-- Aim of the exercise --
The answer must consist of every record below, reproduced exactly.

-- Items from a data source --
# # #

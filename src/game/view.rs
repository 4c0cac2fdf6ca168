//! Redacted views of a room
//!
//! The secret word and the chameleon's identity are only disclosed once the
//! round is over. At round start each player additionally gets a private
//! reveal: the word for everyone except the chameleon.

use super::tally::Tally;
use super::{Phase, Player, PlayerId, Room, RoomCode, Winner};
use serde::{Deserialize, Serialize};

/// Who a view is rendered for
#[derive(Debug, Clone, Copy, PartialEq, Eq)]
pub enum Viewer {
    /// Shared broadcast to every room member
    Room,
    /// One player's private start-of-round payload
    RoundReveal { is_chameleon: bool },
}

/// What a room member may see of another player
#[derive(Debug, Clone, PartialEq, Eq, Serialize, Deserialize)]
#[serde(rename_all = "camelCase")]
pub struct PlayerView {
    pub id: PlayerId,
    pub name: String,
    pub is_host: bool,
    /// Only present once the round is over
    #[serde(default, skip_serializing_if = "Option::is_none")]
    pub is_chameleon: Option<bool>,
}

impl PlayerView {
    /// Render `player` as seen during `phase`.
    pub fn of(player: &Player, phase: Phase) -> Self {
        Self {
            id: player.id.clone(),
            name: player.name.clone(),
            is_host: player.is_host,
            is_chameleon: (phase == Phase::GameOver).then_some(player.is_chameleon),
        }
    }
}

/// What a room member may see of the room
#[derive(Debug, Clone, PartialEq, Eq, Serialize, Deserialize)]
#[serde(rename_all = "camelCase")]
pub struct RoomView {
    pub room_code: RoomCode,
    pub players: Vec<PlayerView>,
    pub words: Vec<String>,
    #[serde(rename = "gamePhase")]
    pub phase: Phase,
    pub voting_results: Tally,
    pub winner: Option<Winner>,
    pub chameleon_guess: String,
    #[serde(default, skip_serializing_if = "Option::is_none")]
    pub secret_word: Option<String>,
}

impl RoomView {
    /// Project `room` for `viewer`.
    pub fn of(room: &Room, viewer: Viewer) -> Self {
        let phase = room.phase();
        let secret_word = match viewer {
            _ if phase == Phase::GameOver => Some(room.secret_word().to_string()),
            Viewer::RoundReveal { is_chameleon: false } if phase.is_active_round() => {
                Some(room.secret_word().to_string())
            }
            _ => None,
        };

        Self {
            room_code: room.code().clone(),
            players: room
                .players()
                .iter()
                .map(|p| PlayerView::of(p, phase))
                .collect(),
            words: room.words().to_vec(),
            phase,
            voting_results: room.tally(),
            winner: room.winner(),
            chameleon_guess: room.last_guess().to_string(),
            secret_word,
        }
    }
}

#[cfg(test)]
mod tests {
    use super::*;
    use crate::game::room::tests::lobby_room;
    use crate::game::ConnectionId;
    use rand::rngs::StdRng;
    use rand::SeedableRng;

    fn started_room() -> Room {
        let mut room = lobby_room();
        room.start_game_with_rng(ConnectionId(1), &mut StdRng::seed_from_u64(3))
            .unwrap();
        room
    }

    #[test]
    fn test_lobby_view() {
        let room = lobby_room();
        let view = RoomView::of(&room, Viewer::Room);
        assert_eq!(view.phase, Phase::Lobby);
        assert_eq!(view.players.len(), 3);
        assert_eq!(view.words.len(), 8);
        assert!(view.secret_word.is_none());
        assert!(view.players.iter().all(|p| p.is_chameleon.is_none()));
    }

    #[test]
    fn test_broadcast_hides_round_secrets() {
        let room = started_room();
        let view = RoomView::of(&room, Viewer::Room);
        assert!(view.secret_word.is_none());
        assert!(view.players.iter().all(|p| p.is_chameleon.is_none()));
    }

    #[test]
    fn test_round_reveal_shows_word_to_non_chameleon_only() {
        let room = started_room();
        let player = RoomView::of(&room, Viewer::RoundReveal { is_chameleon: false });
        let chameleon = RoomView::of(&room, Viewer::RoundReveal { is_chameleon: true });

        assert_eq!(player.secret_word.as_deref(), Some(room.secret_word()));
        assert!(chameleon.secret_word.is_none());
        // Identities stay hidden even in the private payload
        assert!(player.players.iter().all(|p| p.is_chameleon.is_none()));
    }

    #[test]
    fn test_round_reveal_in_lobby_has_no_word() {
        let room = lobby_room();
        let view = RoomView::of(&room, Viewer::RoundReveal { is_chameleon: false });
        assert!(view.secret_word.is_none());
    }

    #[test]
    fn test_game_over_reveals_everything() {
        let mut room = started_room();
        let chameleon = room.chameleon().unwrap().connection_id;
        room.remove_player(chameleon).unwrap();
        assert_eq!(room.phase(), Phase::GameOver);

        let view = RoomView::of(&room, Viewer::Room);
        assert_eq!(view.secret_word.as_deref(), Some(room.secret_word()));
        assert!(view.players.iter().all(|p| p.is_chameleon == Some(false)));
        assert_eq!(view.winner, Some(Winner::Players));
    }

    #[test]
    fn test_wire_format() {
        let room = started_room();
        let json = serde_json::to_value(RoomView::of(&room, Viewer::Room)).unwrap();

        assert_eq!(json["roomCode"], "ABC123");
        assert_eq!(json["gamePhase"], "reveal");
        assert_eq!(json["votingResults"], serde_json::json!({}));
        assert_eq!(json["winner"], serde_json::Value::Null);
        assert_eq!(json["chameleonGuess"], "");
        assert!(json.get("secretWord").is_none());
        assert_eq!(json["players"][0]["name"], "Alice");
        assert_eq!(json["players"][0]["isHost"], true);
        assert!(json["players"][0].get("isChameleon").is_none());
    }
}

# # #

-- Written solution --
filename src/game/view.rs
repository 4c0cac2fdf6ca168
//! Redacted views of a room
//!
//! The secret word and the chameleon's identity are only disclosed once the
//! round is over. At round start each player additionally gets a private
//! reveal: the word for everyone except the chameleon.

use super::tally::Tally;
use super::{Phase, Player, PlayerId, Room, RoomCode, Winner};
use serde::{Deserialize, Serialize};

/// Who a view is rendered for
#[derive(Debug, Clone, Copy, PartialEq, Eq)]
pub enum Viewer {
    /// Shared broadcast to every room member
    Room,
    /// One player's private start-of-round payload
    RoundReveal { is_chameleon: bool },
}

/// What a room member may see of another player
#[derive(Debug, Clone, PartialEq, Eq, Serialize, Deserialize)]
#[serde(rename_all = "camelCase")]
pub struct PlayerView {
    pub id: PlayerId,
    pub name: String,
    pub is_host: bool,
    /// Only present once the round is over
    #[serde(default, skip_serializing_if = "Option::is_none")]
    pub is_chameleon: Option<bool>,
}

impl PlayerView {
    /// Render `player` as seen during `phase`.
    pub fn of(player: &Player, phase: Phase) -> Self {
        Self {
            id: player.id.clone(),
            name: player.name.clone(),
            is_host: player.is_host,
            is_chameleon: (phase == Phase::GameOver).then_some(player.is_chameleon),
        }
    }
}

/// What a room member may see of the room
#[derive(Debug, Clone, PartialEq, Eq, Serialize, Deserialize)]
#[serde(rename_all = "camelCase")]
pub struct RoomView {
    pub room_code: RoomCode,
    pub players: Vec<PlayerView>,
    pub words: Vec<String>,
    #[serde(rename = "gamePhase")]
    pub phase: Phase,
    pub voting_results: Tally,
    pub winner: Option<Winner>,
    pub chameleon_guess: String,
    #[serde(default, skip_serializing_if = "Option::is_none")]
    pub secret_word: Option<String>,
}

impl RoomView {
    /// Project `room` for `viewer`.
    pub fn of(room: &Room, viewer: Viewer) -> Self {
        let phase = room.phase();
        let secret_word = match viewer {
            _ if phase == Phase::GameOver => Some(room.secret_word().to_string()),
            Viewer::RoundReveal { is_chameleon: false } if phase.is_active_round() => {
                Some(room.secret_word().to_string())
            }
            _ => None,
        };

        Self {
            room_code: room.code().clone(),
            players: room
                .players()
                .iter()
                .map(|p| PlayerView::of(p, phase))
                .collect(),
            words: room.words().to_vec(),
            phase,
            voting_results: room.tally(),
            winner: room.winner(),
            chameleon_guess: room.last_guess().to_string(),
            secret_word,
        }
    }
}

#[cfg(test)]
mod tests {
    use super::*;
    use crate::game::room::tests::lobby_room;
    use crate::game::ConnectionId;
    use rand::rngs::StdRng;
    use rand::SeedableRng;

    fn started_room() -> Room {
        let mut room = lobby_room();
        room.start_game_with_rng(ConnectionId(1), &mut StdRng::seed_from_u64(3))
            .unwrap();
        room
    }

    #[test]
    fn test_lobby_view() {
        let room = lobby_room();
        let view = RoomView::of(&room, Viewer::Room);
        assert_eq!(view.phase, Phase::Lobby);
        assert_eq!(view.players.len(), 3);
        assert_eq!(view.words.len(), 8);
        assert!(view.secret_word.is_none());
        assert!(view.players.iter().all(|p| p.is_chameleon.is_none()));
    }

    #[test]
    fn test_broadcast_hides_round_secrets() {
        let room = started_room();
        let view = RoomView::of(&room, Viewer::Room);
        assert!(view.secret_word.is_none());
        assert!(view.players.iter().all(|p| p.is_chameleon.is_none()));
    }

    #[test]
    fn test_round_reveal_shows_word_to_non_chameleon_only() {
        let room = started_room();
        let player = RoomView::of(&room, Viewer::RoundReveal { is_chameleon: false });
        let chameleon = RoomView::of(&room, Viewer::RoundReveal { is_chameleon: true });

        assert_eq!(player.secret_word.as_deref(), Some(room.secret_word()));
        assert!(chameleon.secret_word.is_none());
        // Identities stay hidden even in the private payload
        assert!(player.players.iter().all(|p| p.is_chameleon.is_none()));
    }

    #[test]
    fn test_round_reveal_in_lobby_has_no_word() {
        let room = lobby_room();
        let view = RoomView::of(&room, Viewer::RoundReveal { is_chameleon: false });
        assert!(view.secret_word.is_none());
    }

    #[test]
    fn test_game_over_reveals_everything() {
        let mut room = started_room();
        let chameleon = room.chameleon().unwrap().connection_id;
        room.remove_player(chameleon).unwrap();
        assert_eq!(room.phase(), Phase::GameOver);

        let view = RoomView::of(&room, Viewer::Room);
        assert_eq!(view.secret_word.as_deref(), Some(room.secret_word()));
        assert!(view.players.iter().all(|p| p.is_chameleon == Some(false)));
        assert_eq!(view.winner, Some(Winner::Players));
    }

    #[test]
    fn test_wire_format() {
        let room = started_room();
        let json = serde_json::to_value(RoomView::of(&room, Viewer::Room)).unwrap();

        assert_eq!(json["roomCode"], "ABC123");
        assert_eq!(json["gamePhase"], "reveal");
        assert_eq!(json["votingResults"], serde_json::json!({}));
        assert_eq!(json["winner"], serde_json::Value::Null);
        assert_eq!(json["chameleonGuess"], "");
        assert!(json.get("secretWord").is_none());
        assert_eq!(json["players"][0]["name"], "Alice");
        assert_eq!(json["players"][0]["isHost"], true);
        assert!(json["players"][0].get("isChameleon").is_none());
    }
}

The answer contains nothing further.